_EXCERPTED RECORDS:_
○ ○ ○ ○ ○ ○ ○
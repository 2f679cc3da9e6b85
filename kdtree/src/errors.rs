//! Errors that can occur while building or querying a kd-tree index.

use kdcloud::errors::CloudError;
use std::error::Error;
use std::fmt;

/// Helper type for a call that could go wrong.
pub type KdResult<T> = Result<T, KdTreeError>;

/// Error type for `kdtree`.
#[derive(Debug)]
pub enum KdTreeError {
    /// Propagated from the underlying cloud (bad dimension, empty cloud,
    /// out-of-bounds point index).
    CloudError(CloudError),
    /// A caller-supplied argument was invalid: mismatched matrix shapes,
    /// `k == 0`, `epsilon < 0`, an unrecognised flag bit, or a malformed
    /// parameter value.
    InvalidArgument(String),
    /// The index wasn't built with support for the requested `SearchType`.
    Unsupported(String),
    /// Allocation failed while building the index.
    OutOfMemory,
}

impl fmt::Display for KdTreeError {
    fn fmt(&self, f: &mut fmt::Formatter) -> fmt::Result {
        match *self {
            KdTreeError::CloudError(ref e) => write!(f, "{}", e),
            KdTreeError::InvalidArgument(ref msg) => write!(f, "invalid argument: {}", msg),
            KdTreeError::Unsupported(ref msg) => write!(f, "unsupported: {}", msg),
            KdTreeError::OutOfMemory => write!(f, "allocation failed while building the index"),
        }
    }
}

#[allow(deprecated)]
impl Error for KdTreeError {
    fn description(&self) -> &str {
        match *self {
            KdTreeError::CloudError(ref e) => e.description(),
            KdTreeError::InvalidArgument(ref msg) => msg,
            KdTreeError::Unsupported(ref msg) => msg,
            KdTreeError::OutOfMemory => "allocation failed while building the index",
        }
    }

    fn cause(&self) -> Option<&dyn Error> {
        match *self {
            KdTreeError::CloudError(ref e) => Some(e),
            _ => None,
        }
    }
}

impl From<CloudError> for KdTreeError {
    fn from(err: CloudError) -> Self {
        KdTreeError::CloudError(err)
    }
}
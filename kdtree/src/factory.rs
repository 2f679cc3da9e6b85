//! The index factory: picks a search strategy and wraps it behind one
//! dispatching type, the way `goko`'s tree builder picks a covertree
//! variant behind a single handle.

use crate::builder::{KdTreeBuilder, Parameters};
use crate::errors::{KdResult, KdTreeError};
use crate::heap::{BestK, LinearHeap, TreeHeap};
use crate::options::{CreationFlags, SearchOptions};
use crate::tree::KdTree;
use kdcloud::{Metric, PointCloud, Scalar};

/// Which search strategy an [`Index`] was built with.
#[derive(Debug, Clone, Copy, PartialEq, Eq)]
pub enum SearchType {
    /// Linear scan over every point in the cloud; the reference the kd-tree
    /// checks itself against.
    BruteForce,
    /// Kd-tree descent, backed by a flat-array top-k (good for small k).
    KdTreeLinearHeap,
    /// Kd-tree descent, backed by a binary-heap top-k (good for large k).
    KdTreeTreeHeap,
}

/// The fields every search strategy shares, regardless of which one backs
/// a given [`Index`] — the composition this crate uses in place of the
/// base-class fields a C++ sibling would share via private inheritance.
struct IndexHeader {
    creation_flags: CreationFlags,
}

/// An opaque handle returned by [`create`], dispatching to whichever
/// strategy it was built with.
pub enum Index<'c, T, M> {
    BruteForce {
        cloud: &'c PointCloud<T>,
        metric: M,
        header: IndexHeader,
    },
    KdTreeLinear(KdTree<'c, T, M>, IndexHeader),
    KdTreeTree(KdTree<'c, T, M>, IndexHeader),
}

impl<'c, T: Scalar, M: Metric<T>> Index<'c, T, M> {
    /// Which [`SearchType`] this index was built with.
    pub fn search_type(&self) -> SearchType {
        match self {
            Index::BruteForce { .. } => SearchType::BruteForce,
            Index::KdTreeLinear(..) => SearchType::KdTreeLinearHeap,
            Index::KdTreeTree(..) => SearchType::KdTreeTreeHeap,
        }
    }

    /// The dimension of the underlying cloud.
    pub fn dim(&self) -> usize {
        match self {
            Index::BruteForce { cloud, .. } => cloud.dim(),
            Index::KdTreeLinear(tree, _) | Index::KdTreeTree(tree, _) => tree.dim(),
        }
    }

    /// The number of points in the underlying cloud.
    pub fn len(&self) -> usize {
        match self {
            Index::BruteForce { cloud, .. } => cloud.len(),
            Index::KdTreeLinear(tree, _) | Index::KdTreeTree(tree, _) => tree.len(),
        }
    }

    /// Whether the underlying cloud has no points.
    pub fn is_empty(&self) -> bool {
        self.len() == 0
    }

    /// Whether this index was created with `TOUCH_STATISTICS`.
    pub fn touch_statistics(&self) -> bool {
        let header = match self {
            Index::BruteForce { header, .. } => header,
            Index::KdTreeLinear(_, header) | Index::KdTreeTree(_, header) => header,
        };
        header.creation_flags.touch_statistics()
    }

    /// Accesses the underlying [`KdTree`], for introspection (node counts,
    /// bucket layout) that only makes sense for a tree-backed index.
    pub fn as_kdtree(&self) -> KdResult<&KdTree<'c, T, M>> {
        match self {
            Index::KdTreeLinear(tree, _) | Index::KdTreeTree(tree, _) => Ok(tree),
            Index::BruteForce { .. } => Err(KdTreeError::Unsupported(
                "index was built with BruteForce, which has no tree to introspect".into(),
            )),
        }
    }

    /// Runs a single query against this index, dispatching to whichever
    /// heap variant (or the brute-force scan) the index was built with.
    pub fn knn(
        &self,
        query: &[T],
        k: usize,
        options: SearchOptions,
        max_error: T,
        max_radius_sq: T,
    ) -> (Vec<(T, usize)>, u64) {
        match self {
            Index::BruteForce { cloud, metric, .. } => {
                let results = KdTree::brute_force::<LinearHeap<T>>(
                    cloud,
                    metric,
                    query,
                    k,
                    options,
                    max_radius_sq,
                );
                let stats = if options.collect_statistics() {
                    cloud.len() as u64
                } else {
                    0
                };
                (results, stats)
            }
            Index::KdTreeLinear(tree, _) => {
                tree.search::<LinearHeap<T>>(query, k, options, max_error, max_radius_sq)
            }
            Index::KdTreeTree(tree, _) => {
                tree.search::<TreeHeap<T>>(query, k, options, max_error, max_radius_sq)
            }
        }
    }
}

/// Builds an [`Index`] over `cloud` under `metric`, using `search_type` as
/// the search strategy.
///
/// Unlike the string-keyed, dimension-taking factory this is grounded on,
/// `dim` is not a separate parameter: [`PointCloud::dim`] already carries
/// it, so threading it through here again would just be a second, possibly
/// contradictory, source of truth.
pub fn create<'c, T, M>(
    cloud: &'c PointCloud<T>,
    metric: M,
    search_type: SearchType,
    creation_flags: CreationFlags,
    parameters: Parameters,
) -> KdResult<Index<'c, T, M>>
where
    T: Scalar,
    M: Metric<T>,
{
    let header = IndexHeader { creation_flags };
    match search_type {
        SearchType::BruteForce => Ok(Index::BruteForce {
            cloud,
            metric,
            header,
        }),
        SearchType::KdTreeLinearHeap => {
            let tree = KdTreeBuilder::new(cloud, metric)
                .set_parameters(parameters)
                .build()?;
            Ok(Index::KdTreeLinear(tree, header))
        }
        SearchType::KdTreeTreeHeap => {
            let tree = KdTreeBuilder::new(cloud, metric)
                .set_parameters(parameters)
                .build()?;
            Ok(Index::KdTreeTree(tree, header))
        }
    }
}
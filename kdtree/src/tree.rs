//! The built, immutable kd-tree index and its single-query searcher.

use crate::heap::BestK;
use crate::options::SearchOptions;
use kdcloud::{Metric, PointCloud, Scalar};
use kdtree_core::{DimPacking, Node};

/// One frame of the explicit descent stack.
///
/// `Visit` carries the node to process and the squared distance from the
/// query to that node's cell (`rd`); `pending_offset`, when set, is applied
/// to the offset array before the node is processed — this is how a "far"
/// child's axis offset gets mutated exactly when control reaches it, never
/// before (a near child must still see its parent's offset).
///
/// `Restore` undoes that mutation once the far child's entire subtree —
/// everything pushed on top of it — has finished.
enum Frame<T> {
    Visit {
        node: usize,
        rd: T,
        pending_offset: Option<(usize, T)>,
    },
    Restore {
        dim: usize,
        old: T,
    },
}

/// An unbalanced, mid-point-split kd-tree over a borrowed [`PointCloud`].
///
/// Built once by [`crate::builder::KdTreeBuilder`], then immutable: every
/// query method takes `&self` and touches no shared mutable state, so a
/// `KdTree` is safely shared across threads with no synchronisation.
pub struct KdTree<'c, T, M> {
    cloud: &'c PointCloud<T>,
    metric: M,
    packing: DimPacking,
    leaf_sentinel: u32,
    nodes: Vec<Node<T>>,
    buckets: Vec<usize>,
    bucket_size: usize,
}

impl<'c, T: Scalar + std::fmt::Debug, M: std::fmt::Debug> std::fmt::Debug for KdTree<'c, T, M> {
    fn fmt(&self, f: &mut std::fmt::Formatter<'_>) -> std::fmt::Result {
        f.debug_struct("KdTree")
            .field("cloud", &self.cloud)
            .field("metric", &self.metric)
            .field("packing", &self.packing)
            .field("leaf_sentinel", &self.leaf_sentinel)
            .field("nodes", &self.nodes)
            .field("buckets", &self.buckets)
            .field("bucket_size", &self.bucket_size)
            .finish()
    }
}

impl<'c, T: Scalar, M: Metric<T>> KdTree<'c, T, M> {
    pub(crate) fn from_parts(
        cloud: &'c PointCloud<T>,
        metric: M,
        packing: DimPacking,
        leaf_sentinel: u32,
        nodes: Vec<Node<T>>,
        buckets: Vec<usize>,
        bucket_size: usize,
    ) -> Self {
        KdTree {
            cloud,
            metric,
            packing,
            leaf_sentinel,
            nodes,
            buckets,
            bucket_size,
        }
    }

    /// The dimension of the underlying cloud.
    pub fn dim(&self) -> usize {
        self.cloud.dim()
    }

    /// The number of points in the underlying cloud.
    pub fn len(&self) -> usize {
        self.cloud.len()
    }

    /// Whether the underlying cloud has no points.
    pub fn is_empty(&self) -> bool {
        self.cloud.is_empty()
    }

    /// The leaf capacity this tree was built with.
    pub fn bucket_size(&self) -> usize {
        self.bucket_size
    }

    /// Number of node records in the index (test/debug use).
    pub fn node_count(&self) -> usize {
        self.nodes.len()
    }

    /// Total number of bucket entries across all leaves (test/debug use).
    pub fn bucket_entry_count(&self) -> usize {
        self.buckets.len()
    }

    /// Whether node `n` is a leaf (test/debug use).
    pub fn is_leaf(&self, n: usize) -> bool {
        self.nodes[n].is_leaf(&self.packing, self.leaf_sentinel)
    }

    /// The right-child index of split node `n` (test/debug use).
    pub fn right_child(&self, n: usize) -> usize {
        self.nodes[n].right_child(&self.packing)
    }

    #[cfg(test)]
    pub(crate) fn debug_nodes(&self) -> Vec<Node<T>> {
        self.nodes.clone()
    }

    #[cfg(test)]
    pub(crate) fn debug_buckets(&self) -> Vec<usize> {
        self.buckets.clone()
    }

    /// Runs a single query against the index.
    ///
    /// `H` selects the best-k heap implementation (`LinearHeap` for
    /// `KDTREE_LINEAR_HEAP`, `TreeHeap` for `KDTREE_TREE_HEAP`).
    /// `max_error` is `1 + epsilon`; `max_radius_sq` is `+inf` to disable
    /// radius bounding. Returns the k `(distance, index)` pairs (possibly
    /// containing sentinels) and the number of leaf points inspected (0 when
    /// `COLLECT_STATISTICS` isn't set).
    pub fn search<H: BestK<T>>(
        &self,
        query: &[T],
        k: usize,
        options: SearchOptions,
        max_error: T,
        max_radius_sq: T,
    ) -> (Vec<(T, usize)>, u64) {
        let dim = self.dim();
        debug_assert_eq!(query.len(), dim);

        let mut heap = H::new(k);

        if query.iter().any(|v| v.is_nan()) {
            let results = if options.sort_results() {
                heap.into_sorted()
            } else {
                heap.into_unsorted()
            };
            return (results, 0);
        }

        if self.nodes.is_empty() {
            let results = if options.sort_results() {
                heap.into_sorted()
            } else {
                heap.into_unsorted()
            };
            return (results, 0);
        }

        let bbox = self.cloud.bounding_box();
        let mut offsets = vec![T::zero(); dim];
        let mut rd = T::zero();
        for d in 0..dim {
            let lo = bbox.min_bound()[d];
            let hi = bbox.max_bound()[d];
            let q = query[d];
            let clamped = if q < lo {
                lo
            } else if q > hi {
                hi
            } else {
                q
            };
            let diff = clamped - q;
            offsets[d] = diff;
            rd = rd + self.metric.axis_term(diff);
        }

        let scaled_error = self.metric.scale_max_error(max_error);
        let mut stats = 0u64;
        let mut stack = vec![Frame::Visit {
            node: 0,
            rd,
            pending_offset: None,
        }];

        while let Some(frame) = stack.pop() {
            match frame {
                Frame::Restore { dim, old } => {
                    offsets[dim] = old;
                }
                Frame::Visit {
                    node,
                    rd,
                    pending_offset,
                } => {
                    if let Some((d, new_val)) = pending_offset {
                        offsets[d] = new_val;
                    }

                    if self.nodes[node].is_leaf(&self.packing, self.leaf_sentinel) {
                        self.visit_leaf(
                            node,
                            query,
                            options,
                            max_radius_sq,
                            &mut heap,
                            &mut stats,
                        );
                        continue;
                    }

                    let split_dim = self.nodes[node].split_dim(&self.packing);
                    let cut = self.nodes[node].cut_val();
                    let right = self.nodes[node].right_child(&self.packing);
                    let left = node + 1;

                    let diff = query[split_dim] - cut;
                    let (near, far) = if diff <= T::zero() {
                        (left, right)
                    } else {
                        (right, left)
                    };

                    let old = offsets[split_dim];
                    let far_rd =
                        rd - self.metric.axis_term(old) + self.metric.axis_term(diff);

                    let pruned = far_rd * scaled_error > heap.max_dist()
                        && far_rd > max_radius_sq;

                    if !pruned {
                        stack.push(Frame::Restore {
                            dim: split_dim,
                            old,
                        });
                        stack.push(Frame::Visit {
                            node: far,
                            rd: far_rd,
                            pending_offset: Some((split_dim, diff)),
                        });
                    }
                    stack.push(Frame::Visit {
                        node: near,
                        rd,
                        pending_offset: None,
                    });
                }
            }
        }

        let results = if options.sort_results() {
            heap.into_sorted()
        } else {
            heap.into_unsorted()
        };
        (results, stats)
    }

    fn visit_leaf<H: BestK<T>>(
        &self,
        node: usize,
        query: &[T],
        options: SearchOptions,
        max_radius_sq: T,
        heap: &mut H,
        stats: &mut u64,
    ) {
        let bucket_index = self.nodes[node].bucket_index();
        let bucket_size = self.nodes[node].bucket_size(&self.packing);
        for &point_index in &self.buckets[bucket_index..bucket_index + bucket_size] {
            let pt = self
                .cloud
                .point(point_index)
                .expect("bucket entries always name valid points");
            let pt_slice = pt
                .as_slice()
                .expect("cloud rows are contiguous by construction");

            if !options.allow_self_match()
                && pt_slice.iter().zip(query.iter()).all(|(&a, &b)| a == b)
            {
                continue;
            }

            if options.collect_statistics() {
                *stats += 1;
            }

            let dist = self.metric.distance(query, pt_slice);
            if dist > max_radius_sq {
                continue;
            }
            if dist < heap.max_dist() {
                heap.push_if_better(dist, point_index);
            }
        }
    }

    /// A brute-force scan over every point, used as the `BRUTE_FORCE`
    /// search type and as the reference implementation invariant #2 checks
    /// the kd-tree against.
    pub fn brute_force<H: BestK<T>>(
        cloud: &PointCloud<T>,
        metric: &M,
        query: &[T],
        k: usize,
        options: SearchOptions,
        max_radius_sq: T,
    ) -> Vec<(T, usize)> {
        let mut heap = H::new(k);
        if query.iter().any(|v| v.is_nan()) {
            return if options.sort_results() {
                heap.into_sorted()
            } else {
                heap.into_unsorted()
            };
        }
        for index in 0..cloud.len() {
            let pt = cloud.point(index).expect("index in range");
            let pt_slice = pt.as_slice().expect("cloud rows are contiguous");
            if !options.allow_self_match()
                && pt_slice.iter().zip(query.iter()).all(|(&a, &b)| a == b)
            {
                continue;
            }
            let dist = metric.distance(query, pt_slice);
            if dist > max_radius_sq {
                continue;
            }
            if dist < heap.max_dist() {
                heap.push_if_better(dist, index);
            }
        }
        if options.sort_results() {
            heap.into_sorted()
        } else {
            heap.into_unsorted()
        }
    }
}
○ ○ ○ ○ ○ ○ ○
_WHAT YOU ARE ASKED TO DO:_
Search the records for the string "this" and report each line that has it.

_EXERCISE SOLUTION:_
/// a given [`Index`] — the composition this crate uses in place of the
    /// Which [`SearchType`] this index was built with.
    /// Whether this index was created with `TOUCH_STATISTICS`.
    /// Runs a single query against this index, dispatching to whichever
/// Unlike the string-keyed, dimension-taking factory this is grounded on,
/// to the offset array before the node is processed — this is how a "far"
    /// The leaf capacity this tree was built with.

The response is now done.